しかし、オポッサムは分類学的にはオポッサム目オポッサム科で1目1科。同じ有袋類であるという以外ポッサムとオポッサムの間には関連性はありません。
ホバート郊外にはオポッサムベイ(Opossum Bay)と呼ばれる湾がありますが、この名前はポッサムとオポッサムを間違えて名付けてしまったようです。
ポッサムの仲間たち
ポッサムは分類学的には双前歯目(そうぜんしもくDiprotodontia 別名カンガルー目)クスクス亜目 Phalangeriformesに属しています。クスクス亜目には6科がありその全てにポッサムと呼ばれる種がおり、あわせて約30種のポッサムがいます。
- クスクス科 Phalangeridae
- 大きくポッサムとクスクスに分けられる。この科にはポッサムの中でも代表的なフクロギツネ (Common Brushtailed Possum)がいる。体長約50cm、体重約2.5kgと最大級のポッサム。ブラシ状のフワフワした尾が特徴的。草食性だが昆虫なども食べる。
- リングテイル科 Pseudocheiridae
- フクロムササビ以外はリングテイル (Ringtail Possum) と総称される。この科の代表種はハイイロリングテイル (Common Ringtail Possum)。長い尾を枝に巻き付けて木に登ったり、巣の材料にするための小枝を尾で巻き付けて運んだりもする。草食性。
- ブーラミス科 Burramyidae
- ピグミーポッサム (Pygmy Possum) と総称される。ポッサムの中で最も体が小さいグループで、昆虫などを餌にする。ブーラミス (Mountain Pygmy Possum)、フクロヤマネ (Eastern Pigmy Possum) などの種がある。一番小さいチビフクロヤマネ (Little(Tasmanian) Pygmy Possum) は体長6.5cmほどしかない。和名のフクロヤマネは、ヤマネのように冬眠することから名付けられた。
- フクロミツスイ科 Tarsipedidae
- フクロミツスイ (Honey Possum) の1属1種。オーストラリア南西部にのみ生育。ネズミ大のポッサム。先端がブラシ状になった長い舌を持ち、花の蜜や花粉をなめて餌としている。歯は退化している。
- フクロモモンガ科 Petauridae
- 背中の縞模様が特徴的なフクロシマリス (Striped Possum)、やシュガーグライダー(Suger Glider)、絶滅が危惧されているフクロモモンガダマシ (Leadbeater’s Possum) を含む科。雑食性で昆虫や果実、樹液を餌にしている。
- チビフクロモモンガ科 Acrobatidae
- ニセフクロモモンガ (Feather-tailed Possum) が属する。
ポッサムの生態
ポッサムは夜行性です。日中は木の洞などに作った巣に隠れていて日が沈んで暗くなると活動を始めます。
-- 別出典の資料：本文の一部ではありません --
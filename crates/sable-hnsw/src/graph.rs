//! Per-layer graph storage.
//!
//! Layers never hold vector data. They reference the index's vertex arena by
//! id, so growing the arena cannot invalidate anything stored here.

use std::collections::HashMap;

/// Index into the vertex arena owned by the enclosing index.
pub(crate) type VertexId = usize;

/// One small-world layer: the vertices present at this level and their
/// undirected adjacency.
#[derive(Debug, Default)]
pub(crate) struct Layer {
    /// Insertion order; the head doubles as the layer's entry point.
    nodes: Vec<VertexId>,
    adjacency: HashMap<VertexId, Vec<VertexId>>,
}

impl Layer {
    pub fn new() -> Self {
        Self::default()
    }

    /// A fresh layer containing a single vertex.
    pub fn with_vertex(vertex: VertexId) -> Self {
        let mut layer = Self::new();
        layer.add_vertex(vertex);
        layer
    }

    /// The first vertex ever inserted into this layer.
    pub fn entry_point(&self) -> Option<VertexId> {
        self.nodes.first().copied()
    }

    pub fn add_vertex(&mut self, vertex: VertexId) {
        debug_assert!(!self.adjacency.contains_key(&vertex));
        self.nodes.push(vertex);
        self.adjacency.entry(vertex).or_default();
    }

    /// Insert an undirected edge. Duplicate edges are ignored.
    pub fn connect(&mut self, a: VertexId, b: VertexId) {
        let forward = self.adjacency.entry(a).or_default();
        if !forward.contains(&b) {
            forward.push(b);
        }
        let backward = self.adjacency.entry(b).or_default();
        if !backward.contains(&a) {
            backward.push(a);
        }
    }

    pub fn neighbors(&self, vertex: VertexId) -> &[VertexId] {
        self.adjacency.get(&vertex).map(Vec::as_slice).unwrap_or(&[])
    }

    /// Replace `vertex`'s adjacency with `keep`, removing the back-edges of
    /// everything dropped so the graph stays symmetric.
    pub fn shrink(&mut self, vertex: VertexId, keep: Vec<VertexId>) {
        let old = self.adjacency.insert(vertex, keep.clone()).unwrap_or_default();
        for dropped in old {
            if !keep.contains(&dropped) {
                if let Some(back) = self.adjacency.get_mut(&dropped) {
                    back.retain(|&v| v != vertex);
                }
            }
        }
    }

    #[cfg(test)]
    pub fn contains(&self, vertex: VertexId) -> bool {
        self.adjacency.contains_key(&vertex)
    }

    #[cfg(test)]
    pub fn len(&self) -> usize {
        self.nodes.len()
    }

    #[cfg(test)]
    pub fn vertex_ids(&self) -> &[VertexId] {
        &self.nodes
    }
}

#[cfg(test)]
mod tests {
    use super::*;

    #[test]
    fn connect_is_undirected_and_deduplicated() {
        let mut layer = Layer::new();
        layer.add_vertex(0);
        layer.add_vertex(1);

        layer.connect(0, 1);
        layer.connect(0, 1);

        assert_eq!(layer.neighbors(0), &[1]);
        assert_eq!(layer.neighbors(1), &[0]);
    }

    #[test]
    fn shrink_removes_back_edges() {
        let mut layer = Layer::new();
        for v in 0..4 {
            layer.add_vertex(v);
        }
        layer.connect(0, 1);
        layer.connect(0, 2);
        layer.connect(0, 3);

        layer.shrink(0, vec![1, 2]);

        assert_eq!(layer.neighbors(0), &[1, 2]);
        assert!(layer.neighbors(3).is_empty());
        assert!(layer.neighbors(1).contains(&0));
    }

    #[test]
    fn entry_point_is_first_inserted() {
        let mut layer = Layer::new();
        assert_eq!(layer.entry_point(), None);
        layer.add_vertex(7);
        layer.add_vertex(3);
        assert_eq!(layer.entry_point(), Some(7));
    }
}
//! In-memory table heap.
//!
//! Stand-in for the storage manager's table heap: it hands out rids with the
//! usual page/slot shape and fetches tuples by rid. Tuples are never moved
//! or deleted, so a rid stays valid for the life of the table.

use sable_vector::Rid;

use crate::value::Tuple;

/// Slots per heap page.
const PAGE_CAPACITY: usize = 256;

#[derive(Debug, Default)]
pub struct TableHeap {
    tuples: Vec<Tuple>,
}

impl TableHeap {
    pub fn new() -> Self {
        Self::default()
    }

    /// Append a tuple, returning its rid.
    pub fn insert_tuple(&mut self, tuple: Tuple) -> Rid {
        let position = self.tuples.len();
        self.tuples.push(tuple);
        Rid::new(
            (position / PAGE_CAPACITY) as u32,
            (position % PAGE_CAPACITY) as u32,
        )
    }

    pub fn get_tuple(&self, rid: Rid) -> Option<&Tuple> {
        let position = rid.page_id() as usize * PAGE_CAPACITY + rid.slot() as usize;
        self.tuples.get(position)
    }

    /// Iterate all tuples in rid order.
    pub fn iter(&self) -> impl Iterator<Item = (Rid, &Tuple)> {
        self.tuples.iter().enumerate().map(|(position, tuple)| {
            (
                Rid::new(
                    (position / PAGE_CAPACITY) as u32,
                    (position % PAGE_CAPACITY) as u32,
                ),
                tuple,
            )
        })
    }

    pub fn len(&self) -> usize {
        self.tuples.len()
    }

    pub fn is_empty(&self) -> bool {
        self.tuples.is_empty()
    }
}
//! IVFFlat index for SableDB.
//!
//! An inverted-file flat index partitions the vector space with k-means and
//! stores every entry in the bucket of its nearest centroid. A query ranks
//! the centroids, probes only the closest `probe_lists` buckets, and sorts
//! the candidates it finds there exhaustively.
//!
//! Recall degrades gracefully with fewer probes; `probe_lists = lists` makes
//! the scan exact over the whole data set.
//!
//! # Example
//!
//! ```
//! use sable_ivfflat::{IvfFlatIndex, IvfFlatOptions};
//! use sable_vector::{Metric, Rid, VectorIndex};
//!
//! let options = IvfFlatOptions { lists: 2, probe_lists: 2 };
//! let mut index = IvfFlatIndex::with_seed(Metric::L2, &options, 42);
//!
//! let data = vec![
//!     (vec![0.0, 0.0], Rid::new(0, 0)),
//!     (vec![0.1, 0.0], Rid::new(0, 1)),
//!     (vec![9.0, 9.0], Rid::new(0, 2)),
//! ];
//! index.build(data).unwrap();
//!
//! let hits = index.scan(&[0.0, 0.1], 2).unwrap();
//! assert_eq!(hits, vec![Rid::new(0, 0), Rid::new(0, 1)]);
//! ```

mod index;
mod kmeans;

pub use index::{IvfFlatIndex, IvfFlatOptions};
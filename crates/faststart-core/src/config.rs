use anyhow::{Context, Result};
use serde::{Deserialize, Serialize};
use std::fs;
use std::path::{Path, PathBuf};

use crate::relocate::CommandRelocator;
use crate::suffix::{sanitize_suffix, Suffix, DEFAULT_SUFFIX};

/// External relocation tool (optional section in config.toml).
#[derive(Debug, Clone, Serialize, Deserialize)]
pub struct RelocatorConfig {
    /// Program to run, looked up on PATH if not absolute.
    pub program: String,
    /// Arguments; `{input}` and `{output}` are replaced by the file paths.
    #[serde(default)]
    pub args: Vec<String>,
}

impl Default for RelocatorConfig {
    fn default() -> Self {
        Self {
            program: "qtfaststart".to_string(),
            args: vec!["{input}".to_string(), "{output}".to_string()],
        }
    }
}

/// Global configuration loaded from `~/.config/faststart/config.toml`.
#[derive(Debug, Clone, Serialize, Deserialize)]
pub struct FaststartConfig {
    /// Suffix for the fast-start companion (e.g. "-faststart", "_optimized").
    /// Invalid characters are replaced; blank means the default.
    #[serde(default = "default_suffix")]
    pub suffix: String,
    /// Optional relocation tool; if missing, `qtfaststart {input} {output}` is used.
    #[serde(default)]
    pub relocator: Option<RelocatorConfig>,
}

fn default_suffix() -> String {
    DEFAULT_SUFFIX.to_string()
}

impl Default for FaststartConfig {
    fn default() -> Self {
        Self {
            suffix: default_suffix(),
            relocator: None,
        }
    }
}

impl FaststartConfig {
    pub fn sanitized_suffix(&self) -> Suffix {
        sanitize_suffix(&self.suffix)
    }

    pub fn command_relocator(&self) -> CommandRelocator {
        let cfg = self.relocator.clone().unwrap_or_default();
        CommandRelocator::new(cfg.program, cfg.args)
    }
}

pub fn config_path() -> Result<PathBuf> {
    let xdg_dirs = xdg::BaseDirectories::with_prefix("faststart")?;
    Ok(xdg_dirs.place_config_file("config.toml")?)
}

/// Load configuration from disk, creating a default file if none exists.
pub fn load_or_init() -> Result<FaststartConfig> {
    load_or_init_at(&config_path()?)
}

pub fn load_or_init_at(path: &Path) -> Result<FaststartConfig> {
    if !path.exists() {
        let default_cfg = FaststartConfig::default();
        let toml = toml::to_string_pretty(&default_cfg)?;
        if let Some(parent) = path.parent() {
            fs::create_dir_all(parent)?;
        }
        fs::write(path, toml).with_context(|| format!("write {}", path.display()))?;
        tracing::info!("created default config at {}", path.display());
        return Ok(default_cfg);
    }

    let data = fs::read_to_string(path).with_context(|| format!("read {}", path.display()))?;
    let cfg: FaststartConfig =
        toml::from_str(&data).with_context(|| format!("parse {}", path.display()))?;
    Ok(cfg)
}
//! In-process stand-ins for the external moov-relocation tool.

use faststart_core::relocate::{MoovRelocator, RelocateError};
use std::cell::RefCell;
use std::fs;
use std::path::{Path, PathBuf};

/// Copies the input and records every call.
#[derive(Default)]
pub struct CopyRelocator {
    pub calls: RefCell<Vec<(PathBuf, PathBuf)>>,
}

impl MoovRelocator for CopyRelocator {
    fn process(&self, input: &Path, output: &Path) -> Result<(), RelocateError> {
        self.calls
            .borrow_mut()
            .push((input.to_path_buf(), output.to_path_buf()));
        fs::copy(input, output).map_err(|source| RelocateError::Io {
            operation: "copy",
            path: output.to_path_buf(),
            source,
        })?;
        Ok(())
    }
}

/// Reports the file as already fast-start after leaving an empty output behind.
pub struct AlreadyOptimized;

impl MoovRelocator for AlreadyOptimized {
    fn process(&self, _input: &Path, output: &Path) -> Result<(), RelocateError> {
        fs::write(output, b"").expect("write partial output");
        Err(RelocateError::Setup("file is already fast start".into()))
    }
}
//! Output filename prediction.
//!
//! Reproduces how the host names a video render from the user's output
//! template: which placeholder run (if any) becomes the frame token, what text
//! stays literal, and which extension ends the name.

mod extension;
mod frames;
mod placeholder;
mod rule;

pub use extension::split_extension;
pub use frames::{FrameRange, FrameRangeError, DEFAULT_FRAME_WIDTH};
pub use placeholder::{scan, PlaceholderRun, PLACEHOLDER};
pub use rule::NamingRule;

use serde::Serialize;

use crate::container::ContainerConfig;

/// How to assemble the predicted filename: `base`, frame token, `middle`,
/// `extension`, in that order.
///
/// `placeholder_width == 0` means no frame token is emitted.
#[derive(Debug, Clone, PartialEq, Eq, Serialize)]
pub struct NamingPlan {
    pub base: String,
    pub placeholder_width: usize,
    pub middle: String,
    pub extension: String,
}

impl NamingPlan {
    pub fn new(base: &str, placeholder_width: usize, middle: &str, extension: &str) -> Self {
        Self {
            base: base.to_string(),
            placeholder_width,
            middle: middle.to_string(),
            extension: extension.to_string(),
        }
    }

    /// Renders the filename for `frames`.
    pub fn render(&self, frames: &FrameRange) -> String {
        let mut name = self.base.clone();
        if self.placeholder_width > 0 {
            name.push_str(&frames.token(self.placeholder_width));
        }
        name.push_str(&self.middle);
        name.push_str(&self.extension);
        name
    }
}

/// Builds the naming plan for a template basename.
///
/// When the output setting points at a directory the basename is ignored and
/// the host names the file from the frame token alone.
pub fn plan<'a>(
    basename: &'a str,
    container: &ContainerConfig,
    target_is_dir: bool,
) -> (NamingRule<'a>, NamingPlan) {
    let basename = if target_is_dir { "" } else { basename };
    let rule = NamingRule::select(basename, container);
    let plan = rule.into_plan(container);
    tracing::debug!(
        rule = rule.name(),
        basename,
        base = %plan.base,
        width = plan.placeholder_width,
        middle = %plan.middle,
        extension = %plan.extension,
        "naming plan"
    );
    (rule, plan)
}
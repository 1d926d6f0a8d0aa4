//! Error type for moov relocation.

use std::io;
use std::path::PathBuf;
use thiserror::Error;

/// Why a fast-start companion could not be produced. Every variant is a
/// recoverable skip for the render job; none is retried.
#[derive(Debug, Error)]
pub enum RelocateError {
    /// File already fast-start or otherwise not eligible.
    #[error("not eligible for fast start: {0}")]
    Setup(String),
    /// Input container could not be read.
    #[error("malformed input file: {0}")]
    MalformedFile(String),
    /// Container variant the relocator does not handle.
    #[error("unsupported format: {0}")]
    UnsupportedFormat(String),
    #[error("input file not found: {}", .0.display())]
    InputMissing(PathBuf),
    #[error("input path is a directory: {}", .0.display())]
    InputIsDirectory(PathBuf),
    /// Relocator reported success but left no usable output.
    #[error("output missing or empty after relocation: {}", .0.display())]
    EmptyOutput(PathBuf),
    #[error("{operation} failed for {}", .path.display())]
    Io {
        operation: &'static str,
        path: PathBuf,
        #[source]
        source: io::Error,
    },
    /// Any other failure of the external tool.
    #[error("relocation tool failed ({status}): {stderr}")]
    Tool { status: String, stderr: String },
}

impl RelocateError {
    /// True for the "already optimized / not eligible" case, which is
    /// expected and only worth an informational log line.
    pub fn is_skip(&self) -> bool {
        matches!(self, RelocateError::Setup(_))
    }
}
//! Render arguments shared by the predict/locate/process commands.

use anyhow::Result;
use clap::Args;
use faststart_core::container::Container;
use faststart_core::naming::FrameRange;
use faststart_core::settings::RenderSettings;
use std::path::{Path, PathBuf};

#[derive(Debug, Clone, Args)]
pub struct RenderArgs {
    /// Output path setting: a directory, a filename, or a template with `#` runs.
    #[arg(long, allow_hyphen_values = true)]
    pub filepath: String,

    /// Video container: mp4 or mov.
    #[arg(long, default_value = "mp4")]
    pub container: Container,

    /// Keep the typed extension instead of appending the container's.
    #[arg(long)]
    pub no_file_extension: bool,

    /// First frame of the render.
    #[arg(long, default_value_t = 1)]
    pub start: u32,

    /// Last frame of the render.
    #[arg(long, default_value_t = 250)]
    pub end: u32,

    /// Saved project file; its stem names renders into a bare directory.
    #[arg(long, value_name = "PATH")]
    pub project_file: Option<PathBuf>,

    /// Fast start is turned off for this project.
    #[arg(long)]
    pub disabled: bool,

    /// Stereoscopy/multiview is on.
    #[arg(long)]
    pub multiview: bool,

    /// Autosplit output is on.
    #[arg(long)]
    pub autosplit: bool,
}

impl RenderArgs {
    /// Resolves the arguments (and the filesystem, for directory targets)
    /// into engine settings.
    pub fn to_settings(&self) -> Result<RenderSettings> {
        let frames = FrameRange::new(self.start, self.end)?;
        let target_is_dir = !self.filepath.trim().is_empty() && Path::new(&self.filepath).is_dir();
        let project_name = self
            .project_file
            .as_deref()
            .and_then(Path::file_stem)
            .map(|s| s.to_string_lossy().into_owned());

        Ok(RenderSettings {
            filepath: self.filepath.clone(),
            container: Some(self.container),
            enforce_extension: !self.no_file_extension,
            frames,
            target_is_dir,
            project_name,
            faststart_enabled: !self.disabled,
            multiview: self.multiview,
            autosplit: Some(self.autosplit),
        })
    }
}
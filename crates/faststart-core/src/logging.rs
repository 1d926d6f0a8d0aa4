//! Logging init: append to a log file in the XDG state dir, or stderr.
//!
//! `FASTSTART_LOG` takes precedence over `RUST_LOG` so the tool's verbosity can
//! be changed without affecting other programs in the same environment.

use anyhow::{Context, Result};
use std::fs;
use std::path::PathBuf;
use std::sync::Arc;
use tracing_subscriber::EnvFilter;

/// Environment variable holding filter directives for faststart only.
pub const LOG_ENV: &str = "FASTSTART_LOG";

const DEFAULT_FILTER: &str = "info,faststart_core=debug,faststart=debug";

/// Picks the filter directives: `FASTSTART_LOG`, then `RUST_LOG`, then the
/// default. Blank values are ignored.
fn filter_directives(faststart_log: Option<String>, rust_log: Option<String>) -> String {
    [faststart_log, rust_log]
        .into_iter()
        .flatten()
        .map(|v| v.trim().to_string())
        .find(|v| !v.is_empty())
        .unwrap_or_else(|| DEFAULT_FILTER.to_string())
}

fn env_filter() -> EnvFilter {
    let directives = filter_directives(
        std::env::var(LOG_ENV).ok(),
        std::env::var("RUST_LOG").ok(),
    );
    EnvFilter::try_new(&directives).unwrap_or_else(|_| EnvFilter::new(DEFAULT_FILTER))
}

/// `$XDG_STATE_HOME/faststart/faststart.log`, creating the directory.
pub fn log_file_path() -> Result<PathBuf> {
    let dirs = xdg::BaseDirectories::with_prefix("faststart")?;
    dirs.place_state_file("faststart.log")
        .context("create faststart state directory")
}

/// Initialize structured logging to the state log file and return its path.
/// On failure (e.g. state dir unwritable) the caller falls back to
/// [`init_logging_stderr`].
pub fn init_logging() -> Result<PathBuf> {
    let path = log_file_path()?;
    let file = fs::OpenOptions::new()
        .create(true)
        .append(true)
        .open(&path)
        .with_context(|| format!("open log file {}", path.display()))?;

    tracing_subscriber::fmt()
        .with_env_filter(env_filter())
        .with_writer(Arc::new(file))
        .with_ansi(false)
        .init();

    tracing::info!(log = %path.display(), "faststart logging initialized");
    Ok(path)
}

/// Initialize logging to stderr only.
pub fn init_logging_stderr() {
    tracing_subscriber::fmt()
        .with_env_filter(env_filter())
        .with_writer(std::io::stderr)
        .with_ansi(false)
        .init();
}
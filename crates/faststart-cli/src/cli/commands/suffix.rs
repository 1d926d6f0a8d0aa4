//! `faststart suffix <raw>` – show how a suffix will be sanitized.

use anyhow::Result;
use faststart_core::suffix::sanitize_suffix;

pub fn run_suffix(raw: &str) -> Result<()> {
    println!("{}", sanitize_suffix(raw));
    Ok(())
}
単独で生活しているか、つがいで子供と生活しています。あえて北半球の動物に例えるならリスにあてはまります。
後肢の指は親指と他の指が対向し木の枝をつかむことが出来るので木登りが得意です。また、人差し指と中指はくっついていて一本の指のように見えます。外見上の雌雄の差が少なく見ただけでオス・メスの区別をするのが難しいようです。
ニュージーランドでは嫌われ者?
ニュージーランドではブラッシュテールポッサム(フクロギツネ Common Brushtail possum)が害獣として忌み嫌われています。
ブラッシュテールポッサムは昔から毛皮を採取する目的で狩猟の対象となっていました。ヨーロッパからの入植者たちはブラッシュテールポッサムが生息していなかったニュージーランドにも毛皮採取の目的でビクトリア州とタスマニア州のブラッシュテールポッサムを1850年代に放獣しました。ニュージーランドにはブラッシュテールポッサムの天敵がいないため爆発的に増殖。1980年代までのピーク時の頭数は推定6000〜7000万匹に達しました。その結果、在来種に影響を与えたりウシの結核を伝播させたりという理由で駆除対象になっています。駆除作業は功を奏していて2009年までに頭数は推定3,000万匹に減少しています。
ブラッシュテールポッサムは有袋類としては唯一世界の侵略的外来種ワースト100リストに選出されています。勝手に人間によって連れてこられたら今度は嫌われ者。ブラッシュシテールポッサムに同情してしまいますね。
タスマニアのポッサム
タスマニアには現在5種類のポッサムが生息しています。
- フクロギツネ (Common Brushtail possum – Trichosurus vulpecula)
- ハイイロリングテイル( Common ringtail possum – Pseudocheirus peregrinus)
- フクロヤマネ(Eastern pygmy possum – Cercartetus nanus)
- チビフクロヤマネ(Little(Tasmanian) pygmy possum – Cercartetus lepidus)
- シュガーグライダ(Sugar glider – Petaurus breviceps )
この5種類のうちシュガーグライダーは元々タスマニア島には生息していない動物です。ヨーロッパからの入植者たちが1800年代初頭の入植初期の段階でビクトリア州からタスマニア島へ持ち込んだものだと推察されています。
本来シュガーグライダーは名前が示す通り蜜や樹液、補助的に昆虫などを餌にしている動物でした。しかし近年シュガーグライダーが絶滅危惧種のオトメインコ(Swift Parrot)の卵、ヒナ、成鳥までも捕食していることがわかりました。現在タスマニア州政府ではオカメインコを守るためシュガーグライダーへ罠を仕掛けて駆除をしていく政策をすすめています。